* _Excerpted records_:
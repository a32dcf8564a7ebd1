//! Message flags.

/// Per-message flag set as observed in a FETCH response.
#[derive(Debug, Clone, Copy, Default, PartialEq, Eq)]
pub struct MessageFlags {
    /// `\Seen`
    pub seen: bool,
    /// `\Answered`
    pub answered: bool,
    /// `\Flagged`
    pub flagged: bool,
    /// `\Deleted`
    pub deleted: bool,
    /// `\Draft`
    pub draft: bool,
    /// `\Recent`
    pub recent: bool,
}

impl MessageFlags {
    /// Whether the message counts as "old": neither seen nor recent.
    #[must_use]
    pub const fn old(self) -> bool {
        !self.seen && !self.recent
    }

    /// Sets the flag named by a `\Name` token.
    ///
    /// Returns `false` for unrecognized flags so the caller can decide
    /// whether that is an error in its context. Keyword flags (no
    /// backslash) are not routed here.
    pub fn set_named(&mut self, name: &str) -> bool {
        match name.to_ascii_uppercase().as_str() {
            "\\SEEN" => self.seen = true,
            "\\ANSWERED" => self.answered = true,
            "\\FLAGGED" => self.flagged = true,
            "\\DELETED" => self.deleted = true,
            "\\DRAFT" => self.draft = true,
            "\\RECENT" => self.recent = true,
            _ => return false,
        }
        true
    }
}

#[cfg(test)]
#[allow(
    clippy::unwrap_used,
    clippy::redundant_clone,
    clippy::manual_string_new,
    clippy::needless_collect,
    clippy::unreadable_literal,
    clippy::used_underscore_items,
    clippy::similar_names
)]
mod tests {
    use super::*;

    #[test]
    fn test_old_requires_neither_seen_nor_recent() {
        let mut flags = MessageFlags::default();
        assert!(flags.old());
        flags.recent = true;
        assert!(!flags.old());
        flags = MessageFlags {
            seen: true,
            ..MessageFlags::default()
        };
        assert!(!flags.old());
    }

    #[test]
    fn test_set_named_case_insensitive() {
        let mut flags = MessageFlags::default();
        assert!(flags.set_named("\\seen"));
        assert!(flags.set_named("\\Draft"));
        assert!(flags.seen);
        assert!(flags.draft);
    }

    #[test]
    fn test_set_named_rejects_unknown() {
        let mut flags = MessageFlags::default();
        assert!(!flags.set_named("\\Junk"));
        assert!(!flags.set_named("INTERNALDATE"));
        assert_eq!(flags, MessageFlags::default());
    }
}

* _Action item_: Taking every line of the records in turn, count the ones holding "self", and state nothing but the number.

* _Solution for this exercise_: 9